Feds include western Nunavut hub within shipping assessment
Project aims to develop tools “to assess the effects of existing and future vessel movements on the environment”

You can find lots of marine shipping activity around Cambridge Bay, which will now be part of an impact assessment project. (PHOTO BY JANE GEORGE)
Cambridge Bay in western Nunavut is one of six sites listed in a new federally-funded project that plans to assess the cumulative effects of marine shipping on coastal marine ecosystems.
Under the Oceans Protection Plan, Transport Canada has awarded a contract to ESSA Technologies Ltd. to look at how best to assess the cumulative impacts of marine shipping on coastal marine ecosystems.
Data will be collected in Cambridge Bay and five other pilot sites: northern British Columbia, southern British Columbia, the St. Lawrence River (Quebec), the Bay of Fundy (New Brunswick), and the south coast of Newfoundland.
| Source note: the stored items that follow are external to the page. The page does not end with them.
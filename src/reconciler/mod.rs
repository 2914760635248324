//! Host resource reconciler
//!
//! Drives the host from whatever state it is in to the state a
//! [`TargetConfiguration`] describes, and tears down everything it
//! provisioned. The host itself is the only state: every operation
//! rebuilds its resource list from the layout and configuration, and
//! every resource re-checks the host before acting.
//!
//! | Operation   | Executor   | On error                          |
//! |-------------|------------|-----------------------------------|
//! | `install`   | `converge` | abort, `InstallationFailed` etc.  |
//! | `configure` | `converge` | abort, nothing written on render  |
//! | `upgrade`   | `converge` | abort, service left stopped       |
//! | `remove`    | `teardown` | log and continue                  |
//!
//! Start, stop and restart talk to systemd directly and never fail.

pub mod render;

#[cfg(test)]
pub(crate) mod simulated;
#[cfg(test)]
mod tests;

use anyhow::Result;
use declarative::{
    ApplyContext, BoxedResource, CommandRunner, ExecuteSummary, HostFs, ProgressCallback,
    converge, teardown,
};
use hostkit::ErrorKind;
use hostkit::pip::PackageSpec;
use hostkit::systemd::Systemd;
use serde::Serialize;

use crate::config::{HostLayout, TargetConfiguration};
use crate::resource::{
    DirPolicy, Directory, ManagedFile, Owner, PythonPackage, ServiceAccount, ServiceUnit,
    UnitFile, UnitIndex, VirtualEnv,
};

// ============================================================================
// Results
// ============================================================================

/// Outcome of one reconciliation operation
#[derive(Debug, Clone, Copy, PartialEq, Eq, Serialize)]
#[serde(rename_all = "kebab-case")]
pub enum Status {
    /// The host changed
    Applied,
    /// The host already matched
    NoOp,
    /// A fatal error stopped the operation
    Failed,
}

#[derive(Debug, Clone, PartialEq, Eq, Serialize)]
pub struct ErrorDetail {
    /// `None` when the failure did not come from a host tool wrapper
    pub kind: Option<ErrorKind>,
    pub message: String,
    /// Resource whose apply failed
    pub resource: Option<String>,
}

#[derive(Debug, Clone, PartialEq, Eq, Serialize)]
pub struct ReconciliationResult {
    pub status: Status,
    pub error: Option<ErrorDetail>,
    pub summary: ExecuteSummary,
    /// Non-fatal failures, already logged
    pub warnings: Vec<String>,
}

impl ReconciliationResult {
    fn from_summary(summary: ExecuteSummary) -> Self {
        let status = if summary.total_changes() > 0 {
            Status::Applied
        } else {
            Status::NoOp
        };
        let warnings = summary
            .failures
            .iter()
            .map(|(id, error)| format!("{id}: {error}"))
            .collect();
        Self {
            status,
            error: None,
            summary,
            warnings,
        }
    }

    fn failed(detail: ErrorDetail, summary: ExecuteSummary) -> Self {
        let mut result = Self::from_summary(summary);
        result.status = Status::Failed;
        result.error = Some(detail);
        result
    }

    fn with_warning(mut self, warning: String) -> Self {
        self.warnings.push(warning);
        self
    }

    fn merge(mut self, other: Self) -> Self {
        self.summary.merge(&other.summary);
        self.warnings.extend(other.warnings);
        if other.status == Status::Failed {
            self.status = Status::Failed;
            self.error = other.error;
        } else if other.status == Status::Applied && self.status == Status::NoOp {
            self.status = Status::Applied;
        }
        self
    }

    pub fn is_success(&self) -> bool {
        self.status != Status::Failed
    }

    /// Error kind of a failed operation
    pub fn error_kind(&self) -> Option<ErrorKind> {
        self.error.as_ref().and_then(|e| e.kind)
    }
}

/// Typed kind of the first host tool error in the chain
pub fn error_kind(error: &anyhow::Error) -> Option<ErrorKind> {
    error
        .chain()
        .find_map(|e| e.downcast_ref::<hostkit::Error>())
        .map(hostkit::Error::kind)
}

fn detail(error: &anyhow::Error, resource: Option<String>) -> ErrorDetail {
    ErrorDetail {
        kind: error_kind(error),
        message: format!("{error:#}"),
        resource,
    }
}

// ============================================================================
// Reconciler
// ============================================================================

pub struct Reconciler<'a> {
    layout: &'a HostLayout,
    runner: &'a dyn CommandRunner,
    fs: &'a dyn HostFs,
    verbose: bool,
}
Transport Canada and the consultants will work together to review different options for the assessment of cumulative effects, a news release said.
They’ll also continue engagement with Indigenous peoples, local stakeholders and coastal communities “to understand their key concerns related to marine shipping,” the news release said.
“This collaboration will ensure the decision on which assessment tool to use is based on facts,” it said, noting that the assessment will aim to identify “regionally specific tools to assess the effects of existing and future vessel movements on the environment.”
This $95,000 project is part of the $9.3-million Cumulative Effects of Marine Shipping Initiative under the Oceans Protection Plan.
Cambridge Bay, at the western end of the Northwest Passage, has seen an increasing amount of marine traffic in recent years.